An apparatus for measuring hydrogen content and partial hydrogen pressure in gas streams is disclosed in U.S. Pat. No. 6,506,296 to Babes-Dornea. Other methods of measuring hydrogen dissolved in liquids are disclosed in U.S. Pat. No. 4,271,474 and U.S. Pat. No. 4,293,399 to Belanger. The use of micro fuel cell sensors to measure dissolved gasses in oil is well know in the art. Typically, a micro fuel cell comprises two electrodes separated by an electrolyte. These devices also contain polymer membranes that allow dissolved gasses to permeate through, but not the oil the gasses are dissolved in. The polymer membranes contained in these devices are very sensitive, as they vary in thickness from only about 25 to about 250 microns (1 and 10 mils).

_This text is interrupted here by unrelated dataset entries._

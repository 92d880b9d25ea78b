// SPDX-License-Identifier: GPL-3.0-only

//! Low-latency camera preview pipeline
//!
//! This library takes live multi-plane video frames from a capture
//! device to an on-screen surface with a single GPU blit per draw:
//! frames are bridged to GPU textures through a buffer-identity cache
//! (no pixel copies where the platform allows aliasing), fitted into the
//! destination without distortion, and composited on demand.
//!
//! # Architecture
//!
//! The crate is organized into four modules:
//!
//! - [`capture`]: the capture-subsystem boundary and frame delivery
//! - [`gpu`]: the GPU binding boundary, texture bridging and cache
//! - [`geometry`]: aspect-preserving fit math
//! - [`preview`]: the preview surface and pipeline wiring
//!
//! # Example
//!
//! ```no_run
//! use std::sync::Arc;
//! use camera_preview::capture::{backend_from_config, FrameSource};
//! use camera_preview::config::Config;
//! use camera_preview::gpu::wgpu_binding::WgpuDevice;
//! use camera_preview::gpu::GpuDevice;
//! use camera_preview::preview::{PreviewSession, PreviewSurface};
//!
//! let config = Config::default();
//! let session = PreviewSession::new(Arc::new(PreviewSurface::new()));
//!
//! let device: Arc<dyn GpuDevice> = WgpuDevice::request("preview")?;
//! session.bind_device(&device);
//!
//! let backend = backend_from_config(&config)?;
//! let mut source = FrameSource::open(backend, config.position, session.clone())?;
//! // ... per draw: session.surface().render_once(drawable)
//! source.close();
//! # Ok::<(), Box<dyn std::error::Error>>(())
//! ```

pub mod capture;
pub mod config;
pub mod geometry;
pub mod gpu;
pub mod preview;

// Re-export commonly used types
pub use capture::{
    CaptureBackend, CaptureError, DevicePosition, FrameSink, FrameSource, PixelFormat,
    VideoFrame, VirtualCameraBackend,
};
pub use config::{Config, FormatSettings};
pub use geometry::{Point, Rect, Size};
pub use gpu::{BridgeError, TextureBridge, TextureFormat};
pub use preview::{PreviewSession, PreviewSurface};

Standard micro fuel cell sensors, as typically used in the industry, are attached to devices that contain dielectric oil, like an electric transformer. Over the normal course of operation, these sensors see wide changes in temperature and pressure. These variations in temperature and pressure can cause damage to these polymer membranes. In order to overcome the high-pressure effects, the circular shape polymeric membrane can be supported by a porous metallic disc. The sensors with supported membranes can withstand positive pressures up to about 10.3 MPa or 1500 psi without significant damage to the membrane.

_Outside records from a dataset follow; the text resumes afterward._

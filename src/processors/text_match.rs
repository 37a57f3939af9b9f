//! Text similarity rules for anchoring annotations on OCR words.
//!
//! Two rules live here. The KEY rule treats punctuation in the reference text
//! as a sign of exact intent and otherwise tolerates trailing OCR artifacts and
//! small spelling errors. The ETC rule is more lenient: a shared prefix or a
//! run of fuzzy-equal leading words is enough.

use once_cell::sync::Lazy;
use regex::Regex;

use crate::core::config::AlignConfig;

/// Separators ignored by the ETC rule.
static ETC_SEPARATORS: Lazy<Regex> =
    Lazy::new(|| Regex::new(r"[\s/\-:,.]+").expect("Invalid ETC separator regex"));

/// Decides whether a reference string and an OCR string denote the same text.
#[derive(Debug, Clone)]
pub struct TextMatcher {
    similarity_threshold: f32,
    case_sensitive: bool,
    etc_prefix_len: usize,
    etc_fuzzy_words: usize,
    etc_min_word_matches: usize,
}

impl Default for TextMatcher {
    fn default() -> Self {
        Self::from_config(&AlignConfig::default())
    }
}

impl TextMatcher {
    /// Builds a matcher from the thresholds of an [`AlignConfig`].
    pub fn from_config(config: &AlignConfig) -> Self {
        Self {
            similarity_threshold: config.text_similarity_threshold,
            case_sensitive: config.case_sensitive_keys,
            etc_prefix_len: config.etc_prefix_len,
            etc_fuzzy_words: config.etc_fuzzy_words,
            etc_min_word_matches: config.etc_min_word_matches,
        }
    }

    fn normalize(&self, text: &str) -> String {
        let stripped: String = text.chars().filter(|c| !c.is_whitespace()).collect();
        if self.case_sensitive {
            stripped
        } else {
            stripped.to_lowercase()
        }
    }

    /// KEY rule: does `candidate` (an OCR word) match `reference` (one line of
    /// template text)?
    ///
    /// 1. Whitespace is removed from both sides (and case folded unless the
    ///    matcher is case-sensitive); equal strings match.
    /// 2. A reference with any non-alphanumeric character must appear verbatim
    ///    inside the candidate.
    /// 3. Otherwise the candidate is reduced to its alphanumeric characters and
    ///    matches if either string contains the other, or if their Levenshtein
    ///    similarity reaches the configured threshold.
    ///
    /// Empty strings never match.
    pub fn matches(&self, reference: &str, candidate: &str) -> bool {
        let reference = self.normalize(reference);
        let candidate = self.normalize(candidate);
        if reference.is_empty() || candidate.is_empty() {
            return false;
        }
        if reference == candidate {
            return true;
        }

        if reference.chars().any(|c| !c.is_alphanumeric()) {
            return candidate.contains(&reference);
        }

        let alnum: String = candidate.chars().filter(|c| c.is_alphanumeric()).collect();
        if alnum.is_empty() {
            return false;
        }
        if alnum.contains(&reference) || reference.contains(&alnum) {
            return true;
        }

        self.similarity(&reference, &alnum) >= self.similarity_threshold
    }

    /// True when any non-empty line of a (possibly multi-line) reference matches.
    pub fn matches_any_line(&self, reference: &str, candidate: &str) -> bool {
        reference_lines(reference).any(|line| self.matches(line, candidate))
    }

    /// `1 - distance / max_len` over characters; 0.0 when both strings are empty.
    pub fn similarity(&self, a: &str, b: &str) -> f32 {
        let max_len = a.chars().count().max(b.chars().count());
        if max_len == 0 {
            return 0.0;
        }
        1.0 - strsim::levenshtein(a, b) as f32 / max_len as f32
    }

    /// Compares the first characters of two trimmed strings, case-sensitively.
    ///
    /// Empty strings never match.
    pub fn leading_char_matches(&self, a: &str, b: &str) -> bool {
        match (a.trim().chars().next(), b.trim().chars().next()) {
            (Some(x), Some(y)) => x == y,
            _ => false,
        }
    }

    /// ETC rule: prefix match on separator-free text, or fuzzy match of the
    /// leading words.
    pub fn etc_matches(&self, etc_text: &str, candidate: &str) -> bool {
        let etc_compact = ETC_SEPARATORS.replace_all(&etc_text.to_lowercase(), "").into_owned();
        let cand_compact = ETC_SEPARATORS.replace_all(&candidate.to_lowercase(), "").into_owned();
        if !etc_compact.is_empty() && !cand_compact.is_empty() {
            let etc_prefix: String = etc_compact.chars().take(self.etc_prefix_len).collect();
            let cand_prefix: String = cand_compact.chars().take(self.etc_prefix_len).collect();
            if cand_compact.starts_with(&etc_prefix) || etc_compact.starts_with(&cand_prefix) {
                return true;
            }
        }

        let etc_words = split_words(etc_text);
        let cand_words = split_words(candidate);
        if etc_words.is_empty() || cand_words.is_empty() {
            return false;
        }

        let compared = self
            .etc_fuzzy_words
            .min(etc_words.len())
            .min(cand_words.len());
        let mut hits = 0;
        for (etc_word, cand_word) in etc_words.iter().zip(&cand_words).take(compared) {
            let etc_word = etc_word.to_lowercase();
            let cand_word = cand_word.to_lowercase();
            let allowed = if etc_word.chars().count() <= 3 { 1 } else { 2 };
            if etc_word == cand_word || strsim::levenshtein(&etc_word, &cand_word) <= allowed {
                hits += 1;
            } else {
                break;
            }
        }

        let required = if etc_words.len() == 1 {
            1
        } else {
            self.etc_min_word_matches
        };
        hits >= required
    }
}

/// Trimmed, non-empty lines of a template text.
pub fn reference_lines(text: &str) -> impl Iterator<Item = &str> {
    text.split('\n').map(str::trim).filter(|line| !line.is_empty())
}

fn split_words(text: &str) -> Vec<&str> {
    ETC_SEPARATORS
        .split(text.trim())
        .filter(|w| !w.is_empty())
        .collect()
}

#[cfg(test)]
mod tests {
    use super::*;

    #[test]
    fn test_trailing_artifacts_match() {
        let matcher = TextMatcher::default();
        assert!(matcher.matches("Class", "Class:8"));
        assert!(matcher.matches("Class", "  class "));
        assert!(matcher.matches("Invoice No", "INVOICENO."));
    }

    #[test]
    fn test_punctuated_reference_requires_containment() {
        let matcher = TextMatcher::default();
        assert!(matcher.matches("No.", "Invoice No. 123"));
        assert!(!matcher.matches("No.", "No 123"));
        assert!(!matcher.matches("Date:", "Dates"));
    }

    #[test]
    fn test_levenshtein_similarity_threshold() {
        let matcher = TextMatcher::default();
        // one edit in five characters: similarity 0.8
        assert!(matcher.matches("Class", "Clas5"));
        // two edits in five characters: similarity 0.6
        assert!(!matcher.matches("Class", "Cxasz"));
        assert!((matcher.similarity("abcde", "abcdx") - 0.8).abs() < 1e-6);
    }

    #[test]
    fn test_reflexive_for_non_empty_text() {
        let matcher = TextMatcher::default();
        for s in ["Class", "No.", "B/L NO", "총 중량", "a"] {
            assert!(matcher.matches(s, s), "{s} should match itself");
        }
    }

    #[test]
    fn test_empty_and_punctuation_only_candidates_never_match() {
        let matcher = TextMatcher::default();
        assert!(!matcher.matches("Class", ""));
        assert!(!matcher.matches("Class", "::"));
        assert!(!matcher.matches("", "Class"));
        assert!(!matcher.matches("   ", "Class"));
    }

    #[test]
    fn test_case_sensitive_keys() {
        let config = AlignConfig::default().with_case_sensitive_keys(true);
        let matcher = TextMatcher::from_config(&config);
        assert!(!matcher.matches("No.", "no."));
        assert!(matcher.matches("No.", "No."));
    }

    #[test]
    fn test_leading_char_is_case_sensitive() {
        let matcher = TextMatcher::default();
        assert!(matcher.leading_char_matches("Weight", " Wt."));
        assert!(!matcher.leading_char_matches("Weight", "weight"));
        assert!(!matcher.leading_char_matches("", "W"));
    }

    #[test]
    fn test_multi_line_reference() {
        let matcher = TextMatcher::default();
        assert!(matcher.matches_any_line("Shipper\n  Exporter ", "EXPORTER"));
        assert!(!matcher.matches_any_line("\n \n", "EXPORTER"));
        assert_eq!(reference_lines(" a \n\n b").collect::<Vec<_>>(), vec!["a", "b"]);
    }

    #[test]
    fn test_etc_prefix_ignores_separators() {
        let matcher = TextMatcher::default();
        assert!(matcher.etc_matches("BILL OF LADING", "BILLOF LADING"));
        assert!(matcher.etc_matches("Bill of Lading (original)", "bill-of-lading"));
        assert!(!matcher.etc_matches("BILL OF LADING", "INVOICE"));
    }

    #[test]
    fn test_etc_fuzzy_words() {
        let matcher = TextMatcher::default();
        // prefix differs, first two words are within edit distance
        assert!(matcher.etc_matches("Notify Party Address", "Natify Parti Adress"));
        // first word misses, so the run stops
        assert!(!matcher.etc_matches("Notify Party", "Consignee Party"));
        // single-word ETC needs one hit
        assert!(matcher.etc_matches("Marks", "Marcs"));
    }

    #[test]
    fn test_etc_empty_inputs() {
        let matcher = TextMatcher::default();
        assert!(!matcher.etc_matches("", "anything"));
        assert!(!matcher.etc_matches("Notes", ""));
        assert!(!matcher.etc_matches("Notes", "--"));
        assert!(!matcher.etc_matches(" / ", "Notes"));
    }
}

The membranes supported inside the sensor are protected against the positive pressure applied, while remaining vulnerable to negative pressures (vacuum), created when the outside pressure becomes smaller than the pressure inside the sensor. The negative pressure situations create stresses on the membranes that cause them to rupture. Once the membrane is ruptured, the sensor becomes “flooded” with dielectric oil, which causes the sensor to fail. These vacuum occurrences, which account for ˜80% of sensor failures during field operations, usually arise during transformer maintenance. Further, temperature variations during operation cause thermal expansion and contraction of the thin membranes that affect their permeability and thus, sensor reliability. The membrane side facing the oil can't be protected with a porous disc (outside the detector) because the porous structure would be soaked with oil, further hindering the gas circulation towards the membrane.
Therefore, a need exists for a polymer membrane that allows the sensor to be serviced and utilized over normal operations and maintains reliability and prevents failure. Finally, a further need exists to develop an apparatus that contains the micro fuel cell sensor that will measure the dissolved gasses in dielectric oil.